**The input**

Content starts

//! Baton - Step-by-step execution of reporting workflows.
//!
//! Baton runs an ordered catalog of steps (load inputs, check them,
//! generate and export a report), tracking each step's status, timing and
//! logs, and notifying subscribers after every change.
//!
//! # Modules
//!
//! - [`catalog`] - Step definitions and the built-in reporting workflow
//! - [`cli`] - Command-line interface and argument parsing
//! - [`config`] - Configuration loading, parsing, and validation
//! - [`error`] - Error types and result aliases
//! - [`gating`] - Uploaded files and the input check before a run
//! - [`history`] - Records of finished runs
//! - [`runner`] - Run state machine, step executors and change events
//! - [`ui`] - Spinners, prompts, and terminal output
//!
//! # Example
//!
//! ```
//! use baton::catalog::StepCatalog;
//! use baton::runner::{RunOptions, RunOutcome, SimulatedExecutor, WorkflowRunner};
//!
//! # #[tokio::main(flavor = "current_thread")]
//! # async fn main() -> baton::Result<()> {
//! let executor = SimulatedExecutor::new().with_time_scale(0.0);
//! let runner = WorkflowRunner::new(StepCatalog::builtin(), executor, RunOptions::default())?;
//!
//! assert_eq!(runner.run().await?, RunOutcome::Completed);
//! assert_eq!(runner.progress(), (11, 11));
//! # Ok(())
//! # }
//! ```

pub mod catalog;
pub mod cli;
pub mod config;
pub mod error;
pub mod gating;
pub mod history;
pub mod runner;
pub mod ui;

pub use error::{BatonError, Result};
//! List command implementation.
//!
//! The `baton list` command lists the workflow's steps in run order.

use std::path::{Path, PathBuf};

use crate::cli::args::ListArgs;
use crate::error::Result;
use crate::runner::Scheduling;
use crate::ui::theme::BatonTheme;
use crate::ui::{format_duration, UserInterface};

use super::dispatcher::{load_command_config, Command, CommandResult, EXIT_PRECONDITION};

/// The list command implementation.
pub struct ListCommand {
    project_root: PathBuf,
    config_override: Option<PathBuf>,
    args: ListArgs,
}

impl ListCommand {
    /// Create a new list command.
    pub fn new(project_root: &Path, args: ListArgs) -> Self {
        Self {
            project_root: project_root.to_path_buf(),
            config_override: None,
            args,
        }
    }

    /// Load configuration from this file instead of `.baton/`.
    pub fn with_config_override(mut self, path: Option<&Path>) -> Self {
        self.config_override = path.map(Path::to_path_buf);
        self
    }

    /// Get the project root path.
    pub fn project_root(&self) -> &Path {
        &self.project_root
    }

    /// Get the command arguments.
    pub fn args(&self) -> &ListArgs {
        &self.args
    }
}

impl Command for ListCommand {
    fn execute(&self, ui: &mut dyn UserInterface) -> Result<CommandResult> {
        let Some(config) =
            load_command_config(&self.project_root, self.config_override.as_deref(), ui)?
        else {
            return Ok(CommandResult::failure(EXIT_PRECONDITION));
        };
        let catalog = config.catalog()?;

        if self.args.json {
            let json = serde_json::to_string_pretty(catalog.list()).map_err(anyhow::Error::from)?;
            println!("{}", json);
            return Ok(CommandResult::success());
        }

        let theme = BatonTheme::new();

        ui.message(&format!(
            "  {} {}",
            theme.key.apply_to(config.workflow_name()),
            theme.dim.apply_to(format!("({} steps)", catalog.len()))
        ));
        for step in catalog.list() {
            ui.message(&format!(
                "    {} {} {} {}",
                theme.info.apply_to(step.kind.display_char()),
                theme.highlight.apply_to(&step.name),
                theme.dim.apply_to(&step.id),
                theme
                    .duration
                    .apply_to(format_duration(step.simulated_duration()))
            ));

            if !step.subtitle.is_empty() {
                ui.message(&format!("      {}", theme.dim.apply_to(&step.subtitle)));
            }
            if let Some(input) = &step.input {
                ui.message(&format!(
                    "      {} {}",
                    theme.dim.apply_to("expects:"),
                    input.file_name
                ));
            }
            if step.requires_review {
                ui.message(&format!("      {}", theme.review.apply_to("needs sign-off")));
            }
            if !step.depends_on.is_empty() {
                ui.message(&format!(
                    "      {} {}",
                    theme.dim.apply_to("└── depends on:"),
                    theme.dim.apply_to(step.depends_on.join(", "))
                ));
            }
        }

        if config.settings.scheduling == Scheduling::Graph {
            ui.message("");
            ui.message(&format!("  {}", theme.key.apply_to("Waves:")));
            for (n, wave) in catalog.dependency_graph()?.waves()?.iter().enumerate() {
                ui.message(&format!(
                    "    {} {}",
                    theme.dim.apply_to(format!("{}.", n + 1)),
                    wave.join(", ")
                ));
            }
        }

        Ok(CommandResult::success())
    }
}

#[cfg(test)]
mod tests {
    use super::*;
    use crate::ui::{MockUI, OutputMode};
    use std::fs;
    use tempfile::TempDir;

    fn setup_project(config: &str) -> TempDir {
        let temp = TempDir::new().unwrap();
        let dir = temp.path().join(".baton");
        fs::create_dir_all(&dir).unwrap();
        fs::write(dir.join("config.yml"), config).unwrap();
        temp
    }

    #[test]
    fn list_command_creation() {
        let temp = TempDir::new().unwrap();
        let cmd = ListCommand::new(temp.path(), ListArgs::default());

        assert_eq!(cmd.project_root(), temp.path());
        assert!(!cmd.args().json);
    }

    #[test]
    fn list_without_config_shows_builtin_catalog() {
        let temp = TempDir::new().unwrap();
        let cmd = ListCommand::new(temp.path(), ListArgs::default());
        let mut ui = MockUI::new();

        let result = cmd.execute(&mut ui).unwrap();

        assert!(result.success);
        assert!(ui.messages()[0].contains("Monthly FP&A Report"));
        assert!(ui.messages().iter().any(|m| m.contains("Cashflow Excel")));
        assert!(ui
            .messages()
            .iter()
            .any(|m| m.contains("depends on:") && m.contains("step-4, step-5, step-6b")));
    }

    #[test]
    fn list_with_config() {
        let config = r#"
steps:
  - id: hello
    kind: coherence_check
    name: Hello
    duration_ms: 1500
  - id: world
    kind: output
    depends_on: [hello]
    requires_review: true
"#;
        let temp = setup_project(config);
        let cmd = ListCommand::new(temp.path(), ListArgs::default());
        let mut ui = MockUI::new();

        let result = cmd.execute(&mut ui).unwrap();

        assert!(result.success);
        assert!(ui.messages()[0].contains("(2 steps)"));
        assert!(ui.messages().iter().any(|m| m.contains("Hello") && m.contains("1.5s")));
        assert!(ui.messages().iter().any(|m| m.contains("needs sign-off")));
        assert!(ui
            .messages()
            .iter()
            .any(|m| m.contains("depends on:") && m.contains("hello")));
    }

    #[test]
    fn list_applies_config_default_output() {
        let temp = setup_project("settings:\n  default_output: quiet\n");
        let cmd = ListCommand::new(temp.path(), ListArgs::default());
        let mut ui = MockUI::new();

        cmd.execute(&mut ui).unwrap();

        assert_eq!(ui.output_mode(), OutputMode::Quiet);
    }

    #[test]
    fn list_rejects_unknown_dependency() {
        let config = r#"
steps:
  - id: a
    kind: output
    depends_on: [ghost]
"#;
        let temp = setup_project(config);
        let cmd = ListCommand::new(temp.path(), ListArgs::default());
        let mut ui = MockUI::new();

        let result = cmd.execute(&mut ui).unwrap();

        assert_eq!(result.exit_code, EXIT_PRECONDITION);
        assert!(ui.errors()[0].contains("ghost"));
    }

    #[test]
    fn list_shows_waves_for_graph_scheduling() {
        let temp = setup_project("settings:\n  scheduling: graph\n");
        let cmd = ListCommand::new(temp.path(), ListArgs::default());
        let mut ui = MockUI::new();

        cmd.execute(&mut ui).unwrap();

        assert!(ui
            .messages()
            .iter()
            .any(|m| m.ends_with("step-1, step-2, step-3, step-6")));
        assert!(ui.messages().iter().any(|m| m.ends_with("step-4, step-5, step-6b")));
        assert!(ui.messages().last().unwrap().ends_with("step-10"));
    }

    #[test]
    fn list_json_prints_nothing_through_ui() {
        let temp = TempDir::new().unwrap();
        let args = ListArgs { json: true };
        let cmd = ListCommand::new(temp.path(), args);
        let mut ui = MockUI::new();

        let result = cmd.execute(&mut ui).unwrap();

        assert!(result.success);
        assert!(ui.messages().is_empty());
    }
}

Content ends

**Your task**
Please give the number of lines in the entries above that hold "iter", with no other words.

**Solved exercise**
8